Most Gratifying Moment
Received an e-mail from a suicide hotline, he couldn’t help, but he posted it on PostSecrets. The community raised $30K to save the hotline. Online communities can have an affect in the real world. Women have the most fascinating interior lives. They secrets are a way for people to “come out to themselves.” “When we keep a secret we feel alone and isolated, but when we see a community” of people, we can identify. “Free you secrets and become who you are.”

“The children most broken in the world become the adults most likely to change it.”

“All of us have a secret that would just break your heart.” “I hope that PostSecret will help to change the way we think about artists.” Frank’s father: “Hey Frank, you wanna know my secret.”
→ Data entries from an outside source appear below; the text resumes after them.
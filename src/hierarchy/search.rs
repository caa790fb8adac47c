//! Text search over the hierarchy.
//!
//! A node is visible when it matches the query itself or when any of its
//! descendants does. Matches propagate upward only, so the path from a root to
//! every hit stays intact. Searching never touches view state.

use std::collections::HashSet;

use super::forest::Forest;
use super::node::NodeId;
use crate::TagRecord;

/// Case-insensitive substring query over name, type and description.
#[derive(Debug, Clone, PartialEq, Eq, Default)]
pub struct SearchQuery {
    needle: Option<String>,
}

impl SearchQuery {
    /// Parses a query.
    ///
    /// Leading and trailing whitespace is ignored, so `" rust "` behaves like
    /// `"rust"`. Blank input places no constraint and matches everything.
    pub fn new(query: &str) -> Self {
        let trimmed = query.trim();
        Self {
            needle: (!trimmed.is_empty()).then(|| trimmed.to_lowercase()),
        }
    }

    /// Returns true when the query matches every node.
    pub fn is_unconstrained(&self) -> bool {
        self.needle.is_none()
    }

    /// Does the record itself match, ignoring its descendants?
    pub fn matches_record(&self, record: &TagRecord) -> bool {
        let Some(needle) = &self.needle else {
            return true;
        };

        record.name.to_lowercase().contains(needle)
            || record.tag_type.as_str().contains(needle.as_str())
            || record
                .description
                .as_deref()
                .is_some_and(|d| d.to_lowercase().contains(needle))
    }
}

/// Returns true when `node` or any of its descendants matches.
pub fn subtree_matches(forest: &Forest, node: NodeId, query: &SearchQuery) -> bool {
    std::iter::once(node)
        .chain(forest.descendants(node))
        .any(|id| query.matches_record(forest[id].record()))
}

/// Every node that should be shown for `query`: direct matches plus all of their ancestors.
pub fn match_set(forest: &Forest, query: &SearchQuery) -> HashSet<NodeId> {
    let order: Vec<NodeId> = forest.walk().collect();
    let mut visible = vec![false; forest.len()];

    for &id in order.iter().rev() {
        visible[id.index()] = query.matches_record(forest[id].record())
            || forest
                .children(id)
                .iter()
                .any(|child| visible[child.index()]);
    }

    order
        .into_iter()
        .filter(|id| visible[id.index()])
        .collect()
}

/// Nodes whose own fields match, in pre-order.
pub fn direct_matches(forest: &Forest, query: &SearchQuery) -> Vec<NodeId> {
    forest
        .walk()
        .filter(|&id| query.matches_record(forest[id].record()))
        .collect()
}

/// Roots whose subtree contains a match, in root order.
pub fn search_roots(forest: &Forest, query: &SearchQuery) -> Vec<NodeId> {
    forest
        .roots()
        .iter()
        .copied()
        .filter(|&root| subtree_matches(forest, root, query))
        .collect()
}
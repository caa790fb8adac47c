//! Hierarchical tag taxonomy: build a tree from flat parent-referencing tag
//! records, roll up document counts, search, sort and track expansion state.
//!
//! The [`hierarchy`] module holds the in-memory engine, [`HierarchyManager`]
//! is the facade callers use, and [`TagService`] is a SQLite-backed
//! [`TagStore`] feeding it snapshots.

pub mod db;
pub mod hierarchy;
pub mod manager;
pub mod models;
pub mod service;
pub mod store;
pub mod utils;

pub use db::Database;
pub use hierarchy::{
    BuildOutcome, Forest, HierarchyBuilder, HierarchyError, HierarchyNode, NodeId, NodeRef,
    SearchQuery, SortField,
};
pub use manager::{
    HierarchyConfig, HierarchyEvent, HierarchyManager, HierarchyObserver, HierarchyStats,
};
pub use models::{
    DocumentId, ParseTagTypeError, TagId, TagMetadata, TagRecord, TagRecordBuilder, TagType,
};
pub use service::{TagService, TagValidationError};
pub use store::TagStore;
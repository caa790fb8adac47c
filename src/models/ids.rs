use serde::{Deserialize, Serialize};
use std::borrow::Borrow;
use std::fmt;

/// Unique identifier for a tag.
///
/// Tag identities are opaque strings assigned by the tag store. Wrapping them
/// prevents accidental mixing with document identifiers or display names.
#[derive(Debug, Clone, PartialEq, Eq, PartialOrd, Ord, Hash, Serialize, Deserialize)]
#[serde(transparent)]
pub struct TagId(String);

impl TagId {
    /// Creates a new tag ID.
    pub fn new(id: impl Into<String>) -> Self {
        Self(id.into())
    }

    /// Returns the underlying ID value.
    pub fn as_str(&self) -> &str {
        &self.0
    }

    /// Returns true when the ID carries no characters.
    pub fn is_empty(&self) -> bool {
        self.0.is_empty()
    }
}

impl fmt::Display for TagId {
    fn fmt(&self, f: &mut fmt::Formatter<'_>) -> fmt::Result {
        write!(f, "{}", self.0)
    }
}

impl From<&str> for TagId {
    fn from(id: &str) -> Self {
        Self::new(id)
    }
}

impl From<String> for TagId {
    fn from(id: String) -> Self {
        Self(id)
    }
}

// Allows `HashMap<TagId, _>` lookups with a plain `&str`.
impl Borrow<str> for TagId {
    fn borrow(&self) -> &str {
        &self.0
    }
}

/// Identifier of a document that can carry tags.
#[derive(Debug, Clone, PartialEq, Eq, Hash, Serialize, Deserialize)]
#[serde(transparent)]
pub struct DocumentId(String);

impl DocumentId {
    /// Creates a new document ID.
    pub fn new(id: impl Into<String>) -> Self {
        Self(id.into())
    }

    /// Returns the underlying ID value.
    pub fn as_str(&self) -> &str {
        &self.0
    }
}

impl fmt::Display for DocumentId {
    fn fmt(&self, f: &mut fmt::Formatter<'_>) -> fmt::Result {
        write!(f, "{}", self.0)
    }
}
PostSecret has a brand, but it is not in the commercial realm.

Latest book: A Lifetime of Secrets by Frank Warren.

3:30PM: Bootstrapping 101: The Basic Building Blocks. Bijoy Goswami (CEO, Aviri), Danny Gutknecht (CEO, Inhouse Assist), Marcy Hoen (Founder, Austin Art Start), Jonathan McCoy (Founder, Perception Labs), Alex Cavalli (University of Texas…) talk their experience.
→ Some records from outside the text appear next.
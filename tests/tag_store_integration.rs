use std::sync::{Arc, Mutex};

use anyhow::Result;
use tagtree::{
    Database, DocumentId, HierarchyError, HierarchyEvent, HierarchyManager, TagId, TagRecord,
    TagService, TagStore, TagType,
};
use tempfile::TempDir;

/// Seeds a small client/technology taxonomy.
fn seed(service: &TagService) -> Result<()> {
    service.create_tag(&TagRecord::builder("clients", "Clients").build())?;
    service.create_tag(
        &TagRecord::builder("acme", "Acme Corp")
            .tag_type(TagType::Client)
            .parent("clients")
            .build(),
    )?;
    service.create_tag(
        &TagRecord::builder("acme-web", "Acme Website")
            .tag_type(TagType::Client)
            .parent("acme")
            .description("Marketing site rebuild")
            .build(),
    )?;
    service.create_tag(
        &TagRecord::builder("rust", "Rust")
            .tag_type(TagType::Technology)
            .build(),
    )?;
    Ok(())
}

#[test]
fn test_hierarchy_survives_reopening_database() -> Result<()> {
    // Arrange: on-disk database seeded and tagged, then closed
    let dir = TempDir::new()?;
    let path = dir.path().join("tags.db");
    {
        let service = TagService::new(Database::open(&path)?);
        seed(&service)?;
        service.tag_document(&DocumentId::new("doc-1"), &TagId::new("acme-web"))?;
        service.tag_document(&DocumentId::new("doc-2"), &TagId::new("acme-web"))?;
        service.tag_document(&DocumentId::new("doc-2"), &TagId::new("acme"))?;
    }

    // Act: reopen and refresh a manager from the store
    let service = TagService::new(Database::open(&path)?);
    let mut manager = HierarchyManager::default();
    let warnings = manager.refresh_from(&service)?.to_vec();

    // Assert: structure and rolled-up counts match the persisted data
    assert!(warnings.is_empty());
    assert_eq!(manager.len(), 4);
    assert_eq!(
        manager.path("acme-web")?,
        "Clients > Acme Corp > Acme Website"
    );

    let clients = manager.find_node("clients").expect("clients node");
    assert_eq!(clients.direct_count(), 0);
    assert_eq!(clients.total_count(), 3);
    assert_eq!(manager.find_node("acme").expect("acme node").total_count(), 3);
    assert_eq!(manager.find_node("rust").expect("rust node").total_count(), 0);

    Ok(())
}

#[test]
fn test_reparenting_through_store_moves_subtree() -> Result<()> {
    // Arrange
    let service = TagService::new(Database::in_memory()?);
    seed(&service)?;
    service.tag_document(&DocumentId::new("doc-1"), &TagId::new("acme-web"))?;

    // Act: move the Acme subtree under Rust
    let mut acme = service.get_tag("acme")?.expect("acme exists");
    acme.parent_id = Some(TagId::new("rust"));
    service.update_tag(&TagId::new("acme"), &acme)?;

    let mut manager = HierarchyManager::default();
    manager.refresh_from(&service)?;

    // Assert
    assert_eq!(manager.path("acme-web")?, "Rust > Acme Corp > Acme Website");
    assert_eq!(manager.find_node("rust").expect("rust").total_count(), 1);
    assert_eq!(manager.find_node("clients").expect("clients").total_count(), 0);

    Ok(())
}

#[test]
fn test_store_cycle_is_demoted_on_rebuild() -> Result<()> {
    // Arrange: the store accepts a parent loop across two updates
    let service = TagService::new(Database::in_memory()?);
    seed(&service)?;
    let mut clients = service.get_tag("clients")?.expect("clients exists");
    clients.parent_id = Some(TagId::new("acme"));
    service.update_tag(&TagId::new("clients"), &clients)?;

    // Act
    let mut manager = HierarchyManager::default();
    let warnings = manager.refresh_from(&service)?.to_vec();

    // Assert: both loop members become roots, everything stays reachable
    let cycles: Vec<&TagId> = warnings
        .iter()
        .filter(|w| matches!(w, HierarchyError::CycleDetected { .. }))
        .map(HierarchyError::tag_id)
        .collect();
    assert_eq!(cycles.len(), 2);
    assert!(manager.find_node("clients").expect("clients").parent().is_none());
    assert!(manager.find_node("acme").expect("acme").parent().is_none());
    assert_eq!(manager.find_node("acme-web").expect("acme-web").level(), 1);
    assert_eq!(manager.forest().walk().count(), manager.len());

    Ok(())
}

#[test]
fn test_delete_keeps_descendants_in_tree() -> Result<()> {
    // Arrange
    let service = TagService::new(Database::in_memory()?);
    seed(&service)?;

    // Act
    service.delete_tag(&TagId::new("acme"))?;
    let mut manager = HierarchyManager::default();
    manager.refresh_from(&service)?;

    // Assert: the grandchild is now a direct child of the old grandparent
    assert!(manager.find_node("acme").is_none());
    assert_eq!(manager.path("acme-web")?, "Clients > Acme Website");

    Ok(())
}

#[test]
fn test_search_over_stored_descriptions() -> Result<()> {
    // Arrange
    let service = TagService::new(Database::in_memory()?);
    seed(&service)?;
    let mut manager = HierarchyManager::default();
    manager.refresh_from(&service)?;
    manager.collapse_all();

    // Act
    let roots: Vec<String> = manager
        .search("marketing")
        .iter()
        .map(|r| r.id().to_string())
        .collect();
    let revealed = manager.reveal_matches("marketing");

    // Assert: match lives under Clients and its ancestors were expanded
    assert_eq!(roots, vec!["clients"]);
    assert_eq!(revealed, 1);
    assert!(manager.find_node("clients").expect("clients").is_expanded());
    assert!(manager.find_node("acme").expect("acme").is_expanded());

    Ok(())
}

#[test]
fn test_observer_sees_refresh_events() -> Result<()> {
    // Arrange
    let service = TagService::new(Database::in_memory()?);
    seed(&service)?;
    let events: Arc<Mutex<Vec<HierarchyEvent>>> = Arc::default();
    let sink = Arc::clone(&events);

    let mut manager = HierarchyManager::default();
    manager.subscribe(move |event: &HierarchyEvent| {
        sink.lock().expect("event lock").push(event.clone());
    });

    // Act
    manager.refresh_from(&service)?;

    // Assert
    let events = events.lock().expect("event lock");
    assert_eq!(
        events.as_slice(),
        &[HierarchyEvent::Rebuilt {
            nodes: 4,
            warnings: 0
        }]
    );

    Ok(())
}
The true gaints of Silicon Valley were all bootstrappers (ie. Hewlitt Packard).

Three paths of Entrepreneurship

  1. Cookie cutter: franchising, duplication. People are repeting what’s already been done. Does not deliver innovation.
  2. Funding driven: Must go to an investor and have a conversation in the absence of the customer. It took Google 5+ years to figure out how to build Adsense and Adwords. What about Overture?
  3. Bootstrap: Use everything, demo/sell/build, dance with duality (have two conflicting things at a time and wait for a solution), constraint creates innovation, right action right time

Bootstrapping Ideation
What’s worth my time and why am I here? Do something that you love doing that people will pay you for. “Emerging product.” Product grows up with each iteration. The money comes from the customer.

Valley of Death
How do you use the resources you have? Optimize resources to stay alive. Building sustainable organization (growth, culture). Need to focus. Are you ready to build a sustainable organization? Are you ready to use everything within your power to move forward? Is your team committed? Fear can destroy you here. Put it aside. It’s paralyzing.

Growth
Build something of value. Growth can be dangerous. Extra resources must be re-invested. Make sure that within your tribe (internal) and your customer bsed you’re teaching your values and vision.

Awaken
The inner journey: something will be required of them. Change in thinking, operating, the world view. Company’s fail because entrepreneurs fail to grow. Shout: The Hero’s Journey by Joseph Campell “Know thy self.” You develop a committment to what you want to put into the world. Imagination and creativity. Hubris reduces your openness and flexibility.

Note that the panel did not mention creating a business plan, etc.